- Required work: Could you count the lines in the listing that include the word "this"? Give only the number.
[Opening Records for the exercise section]
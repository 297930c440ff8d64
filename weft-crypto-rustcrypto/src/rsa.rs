//! RSA over `num-bigint`: RSASSA-PKCS1-v1_5, RSASSA-PSS and RSAES-PKCS1-v1_5
//! (RFC 8017).

use num_bigint::BigUint;
use sha2::Digest;
use subtle::ConstantTimeEq;
use weft_crypto::{Error, KeyTransport, Random, Result};

use crate::der::{
    parse_rsa_private_key_pkcs8, parse_rsa_public_key_spki, RsaPrivateKeyComponents,
    RsaPublicKeyComponents,
};
use crate::random::OsRandom;

/// Digest used inside an RSA signature.
#[derive(Debug, Clone, Copy, PartialEq, Eq)]
pub(crate) enum RsaHash {
    Sha256,
    Sha384,
}

impl RsaHash {
    fn len(self) -> usize {
        match self {
            RsaHash::Sha256 => 32,
            RsaHash::Sha384 => 48,
        }
    }

    fn digest(self, parts: &[&[u8]]) -> Vec<u8> {
        match self {
            RsaHash::Sha256 => digest_parts::<sha2::Sha256>(parts),
            RsaHash::Sha384 => digest_parts::<sha2::Sha384>(parts),
        }
    }

    /// DER DigestInfo prefix (RFC 8017 section 9.2, note 1).
    fn digest_info_prefix(self) -> &'static [u8] {
        match self {
            RsaHash::Sha256 => &[
                0x30, 0x31, 0x30, 0x0d, 0x06, 0x09, 0x60, 0x86, 0x48, 0x01, 0x65, 0x03, 0x04,
                0x02, 0x01, 0x05, 0x00, 0x04, 0x20,
            ],
            RsaHash::Sha384 => &[
                0x30, 0x41, 0x30, 0x0d, 0x06, 0x09, 0x60, 0x86, 0x48, 0x01, 0x65, 0x03, 0x04,
                0x02, 0x02, 0x05, 0x00, 0x04, 0x30,
            ],
        }
    }
}

fn digest_parts<D: Digest>(parts: &[&[u8]]) -> Vec<u8> {
    let mut hasher = D::new();
    for part in parts {
        hasher.update(part);
    }
    hasher.finalize().to_vec()
}

pub(crate) struct RsaPublicKey {
    n: BigUint,
    e: BigUint,
}

pub(crate) struct RsaPrivateKey {
    public: RsaPublicKey,
    components: RsaPrivateKeyComponents,
}

impl RsaPublicKey {
    pub(crate) fn from_spki(der: &[u8]) -> Result<Self> {
        let RsaPublicKeyComponents { n, e } =
            parse_rsa_public_key_spki(der).map_err(|_| Error::InvalidPublicKey)?;
        if n.bits() < 1024 {
            return Err(Error::InvalidPublicKey);
        }
        Ok(Self { n, e })
    }

    /// Modulus length in bytes.
    fn size(&self) -> usize {
        ((self.n.bits() + 7) / 8) as usize
    }

    fn encrypt_raw(&self, m: &BigUint) -> BigUint {
        m.modpow(&self.e, &self.n)
    }
}

impl RsaPrivateKey {
    pub(crate) fn from_pkcs8(der: &[u8]) -> Result<Self> {
        let components = parse_rsa_private_key_pkcs8(der).map_err(|_| Error::InvalidPrivateKey)?;
        let public = RsaPublicKey {
            n: components.n.clone(),
            e: components.e.clone(),
        };
        Ok(Self { public, components })
    }

    /// m = c^d mod n via the Chinese Remainder Theorem.
    fn decrypt_raw(&self, c: &BigUint) -> BigUint {
        let k = &self.components;
        let m1 = c.modpow(&k.dp, &k.p);
        let m2 = c.modpow(&k.dq, &k.q);
        let diff = (&m1 + &k.p - (&m2 % &k.p)) % &k.p;
        let h = (&k.qinv * diff) % &k.p;
        m2 + h * &k.q
    }
}

fn i2osp(x: &BigUint, len: usize) -> Result<Vec<u8>> {
    let bytes = x.to_bytes_be();
    if bytes.len() > len {
        return Err(Error::Internal("integer too large".into()));
    }
    let mut out = vec![0u8; len - bytes.len()];
    out.extend_from_slice(&bytes);
    Ok(out)
}

fn mgf1(hash: RsaHash, seed: &[u8], len: usize) -> Vec<u8> {
    let mut mask = Vec::with_capacity(len + hash.len());
    let mut counter = 0u32;
    while mask.len() < len {
        mask.extend_from_slice(&hash.digest(&[seed, &counter.to_be_bytes()]));
        counter += 1;
    }
    mask.truncate(len);
    mask
}

fn pkcs1_v15_encoded(hash: RsaHash, message: &[u8], k: usize) -> Result<Vec<u8>> {
    let prefix = hash.digest_info_prefix();
    let t_len = prefix.len() + hash.len();
    if k < t_len + 11 {
        return Err(Error::InvalidPrivateKey);
    }
    let mut em = vec![0xffu8; k];
    em[0] = 0x00;
    em[1] = 0x01;
    em[k - t_len - 1] = 0x00;
    em[k - t_len..k - hash.len()].copy_from_slice(prefix);
    em[k - hash.len()..].copy_from_slice(&hash.digest(&[message]));
    Ok(em)
}

pub(crate) fn pkcs1_v15_sign(key: &RsaPrivateKey, hash: RsaHash, message: &[u8]) -> Result<Vec<u8>> {
    let k = key.public.size();
    let em = pkcs1_v15_encoded(hash, message, k)?;
    let s = key.decrypt_raw(&BigUint::from_bytes_be(&em));
    i2osp(&s, k)
}

pub(crate) fn pkcs1_v15_verify(
    key: &RsaPublicKey,
    hash: RsaHash,
    message: &[u8],
    signature: &[u8],
) -> Result<()> {
    let k = key.size();
    if signature.len() != k {
        return Err(Error::InvalidSignature);
    }
    let s = BigUint::from_bytes_be(signature);
    if s >= key.n {
        return Err(Error::InvalidSignature);
    }
    let em = i2osp(&key.encrypt_raw(&s), k)?;
    let expected = pkcs1_v15_encoded(hash, message, k)?;
    if bool::from(em.ct_eq(&expected)) {
        Ok(())
    } else {
        Err(Error::SignatureVerificationFailed)
    }
}

pub(crate) fn pss_sign(key: &RsaPrivateKey, hash: RsaHash, message: &[u8]) -> Result<Vec<u8>> {
    let h_len = hash.len();
    let mod_bits = key.public.n.bits() as usize;
    let em_bits = mod_bits - 1;
    let em_len = (em_bits + 7) / 8;
    if em_len < 2 * h_len + 2 {
        return Err(Error::InvalidPrivateKey);
    }

    let m_hash = hash.digest(&[message]);
    let salt = OsRandom.generate(h_len)?;
    let h = hash.digest(&[&[0u8; 8], &m_hash, &salt]);

    let db_len = em_len - h_len - 1;
    let mut db = vec![0u8; db_len];
    db[db_len - h_len - 1] = 0x01;
    db[db_len - h_len..].copy_from_slice(&salt);
    for (d, m) in db.iter_mut().zip(mgf1(hash, &h, db_len)) {
        *d ^= m;
    }
    db[0] &= 0xff >> (8 * em_len - em_bits);

    let mut em = db;
    em.extend_from_slice(&h);
    em.push(0xbc);

    let s = key.decrypt_raw(&BigUint::from_bytes_be(&em));
    i2osp(&s, key.public.size())
}

pub(crate) fn pss_verify(
    key: &RsaPublicKey,
    hash: RsaHash,
    message: &[u8],
    signature: &[u8],
) -> Result<()> {
    let h_len = hash.len();
    let k = key.size();
    if signature.len() != k {
        return Err(Error::InvalidSignature);
    }
    let s = BigUint::from_bytes_be(signature);
    if s >= key.n {
        return Err(Error::InvalidSignature);
    }
    let em_bits = key.n.bits() as usize - 1;
    let em_len = (em_bits + 7) / 8;
    let full = i2osp(&key.encrypt_raw(&s), k)?;
    // When emBits is a multiple of 8 the leading octet of the k-byte value must be zero.
    let (lead, em) = full.split_at(k - em_len);
    if lead.iter().any(|&b| b != 0) || em_len < 2 * h_len + 2 || em[em_len - 1] != 0xbc {
        return Err(Error::SignatureVerificationFailed);
    }

    let db_len = em_len - h_len - 1;
    let (masked_db, rest) = em.split_at(db_len);
    let h = &rest[..h_len];
    let top_mask = 0xffu8 >> (8 * em_len - em_bits);
    if masked_db[0] & !top_mask != 0 {
        return Err(Error::SignatureVerificationFailed);
    }
    let mut db: Vec<u8> = masked_db
        .iter()
        .zip(mgf1(hash, h, db_len))
        .map(|(a, b)| a ^ b)
        .collect();
    db[0] &= top_mask;

    let ps_len = db_len - h_len - 1;
    if db[..ps_len].iter().any(|&b| b != 0) || db[ps_len] != 0x01 {
        return Err(Error::SignatureVerificationFailed);
    }
    let salt = &db[ps_len + 1..];
    let m_hash = hash.digest(&[message]);
    let h2 = hash.digest(&[&[0u8; 8], &m_hash, salt]);
    if bool::from(h2.ct_eq(h)) {
        Ok(())
    } else {
        Err(Error::SignatureVerificationFailed)
    }
}

/// RSAES-PKCS1-v1_5 key transport.
#[derive(Debug, Default)]
pub struct RsaKeyTransport;

impl KeyTransport for RsaKeyTransport {
    fn encrypt(&self, public_key: &[u8], plaintext: &[u8]) -> Result<Vec<u8>> {
        let key = RsaPublicKey::from_spki(public_key)?;
        let k = key.size();
        if plaintext.len() + 11 > k {
            return Err(Error::InvalidLength);
        }
        let ps_len = k - plaintext.len() - 3;
        let mut em = Vec::with_capacity(k);
        em.extend_from_slice(&[0x00, 0x02]);
        let mut filled = 0;
        while filled < ps_len {
            let mut byte = [0u8; 1];
            OsRandom.fill(&mut byte)?;
            if byte[0] != 0 {
                em.push(byte[0]);
                filled += 1;
            }
        }
        em.push(0x00);
        em.extend_from_slice(plaintext);
        let c = key.encrypt_raw(&BigUint::from_bytes_be(&em));
        i2osp(&c, k)
    }

    fn decrypt(&self, private_key: &[u8], ciphertext: &[u8]) -> Result<Vec<u8>> {
        let key = RsaPrivateKey::from_pkcs8(private_key)?;
        let k = key.public.size();
        if ciphertext.len() != k || k < 11 {
            return Err(Error::DecryptionFailed);
        }
        let c = BigUint::from_bytes_be(ciphertext);
        if c >= key.public.n {
            return Err(Error::DecryptionFailed);
        }
        let em = i2osp(&key.decrypt_raw(&c), k)?;
        if em[0] != 0x00 || em[1] != 0x02 {
            return Err(Error::DecryptionFailed);
        }
        let separator = em[2..]
            .iter()
            .position(|&b| b == 0)
            .map(|p| p + 2)
            .ok_or(Error::DecryptionFailed)?;
        if separator < 10 {
            return Err(Error::DecryptionFailed);
        }
        Ok(em[separator + 1..].to_vec())
    }
}

#[cfg(test)]
mod tests {
    use super::*;

    #[test]
    fn test_mgf1_length() {
        assert_eq!(mgf1(RsaHash::Sha256, b"seed", 70).len(), 70);
        assert_eq!(
            &mgf1(RsaHash::Sha256, b"seed", 70)[..32],
            &RsaHash::Sha256.digest(&[b"seed", &[0, 0, 0, 0]])[..]
        );
    }

    #[test]
    fn test_i2osp_pads() {
        assert_eq!(i2osp(&BigUint::from(1u8), 4).unwrap(), vec![0, 0, 0, 1]);
        assert!(i2osp(&BigUint::from(0x1_0000u32), 2).is_err());
    }
}
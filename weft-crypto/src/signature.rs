//! Digital signature algorithms for TLS.

use crate::Result;

/// Signature algorithms.
///
/// Wire codepoints live with the protocol layer's `SignatureScheme`; this
/// enum only names what a provider can compute.
#[derive(Debug, Clone, Copy, PartialEq, Eq, Hash)]
pub enum SignatureAlgorithm {
    /// ECDSA with P-256 and SHA-256 (DER-encoded signatures)
    EcdsaSecp256r1Sha256,
    /// Ed25519
    Ed25519,
    /// RSA-PSS (rsaEncryption key) with SHA-256, salt length 32
    RsaPssRsaeSha256,
    /// RSA-PSS (rsaEncryption key) with SHA-384, salt length 48
    RsaPssRsaeSha384,
    /// RSA PKCS#1 v1.5 with SHA-256
    RsaPkcs1Sha256,
    /// RSA PKCS#1 v1.5 with SHA-384
    RsaPkcs1Sha384,
}

impl SignatureAlgorithm {
    /// Get the algorithm name.
    pub const fn name(self) -> &'static str {
        match self {
            SignatureAlgorithm::EcdsaSecp256r1Sha256 => "ecdsa_secp256r1_sha256",
            SignatureAlgorithm::Ed25519 => "ed25519",
            SignatureAlgorithm::RsaPssRsaeSha256 => "rsa_pss_rsae_sha256",
            SignatureAlgorithm::RsaPssRsaeSha384 => "rsa_pss_rsae_sha384",
            SignatureAlgorithm::RsaPkcs1Sha256 => "rsa_pkcs1_sha256",
            SignatureAlgorithm::RsaPkcs1Sha384 => "rsa_pkcs1_sha384",
        }
    }

    /// TLS 1.3 forbids RSA PKCS#1 v1.5 signatures in the handshake.
    pub const fn allowed_in_tls13(self) -> bool {
        !matches!(
            self,
            SignatureAlgorithm::RsaPkcs1Sha256 | SignatureAlgorithm::RsaPkcs1Sha384
        )
    }

    /// True for the RSA family.
    pub const fn is_rsa(self) -> bool {
        matches!(
            self,
            SignatureAlgorithm::RsaPssRsaeSha256
                | SignatureAlgorithm::RsaPssRsaeSha384
                | SignatureAlgorithm::RsaPkcs1Sha256
                | SignatureAlgorithm::RsaPkcs1Sha384
        )
    }
}

/// Digital signature trait.
///
/// `signing_key` is PKCS#8 DER and `verifying_key` is SubjectPublicKeyInfo
/// DER for every algorithm, so certificates and key files can be handed over
/// without per-algorithm unwrapping.
pub trait Signature: Send + Sync {
    /// Sign a message.
    ///
    /// # Errors
    ///
    /// - `InvalidPrivateKey` if the key does not parse or has the wrong type
    fn sign(&self, signing_key: &[u8], message: &[u8]) -> Result<Vec<u8>>;

    /// Verify a signature.
    ///
    /// # Errors
    ///
    /// - `InvalidPublicKey` if the verifying key is invalid
    /// - `InvalidSignature` if the signature cannot be parsed
    /// - `SignatureVerificationFailed` if the signature does not match
    fn verify(&self, verifying_key: &[u8], message: &[u8], signature: &[u8]) -> Result<()>;

    /// Get the algorithm this signature implements.
    fn algorithm(&self) -> SignatureAlgorithm;
}

#[cfg(test)]
mod tests {
    use super::*;

    #[test]
    fn test_tls13_restrictions() {
        assert!(!SignatureAlgorithm::RsaPkcs1Sha256.allowed_in_tls13());
        assert!(SignatureAlgorithm::RsaPssRsaeSha256.allowed_in_tls13());
        assert!(SignatureAlgorithm::Ed25519.allowed_in_tls13());
        assert!(SignatureAlgorithm::RsaPkcs1Sha384.is_rsa());
        assert!(!SignatureAlgorithm::EcdsaSecp256r1Sha256.is_rsa());
    }
}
[Closing Records for the exercise section]
- Result of the task: 2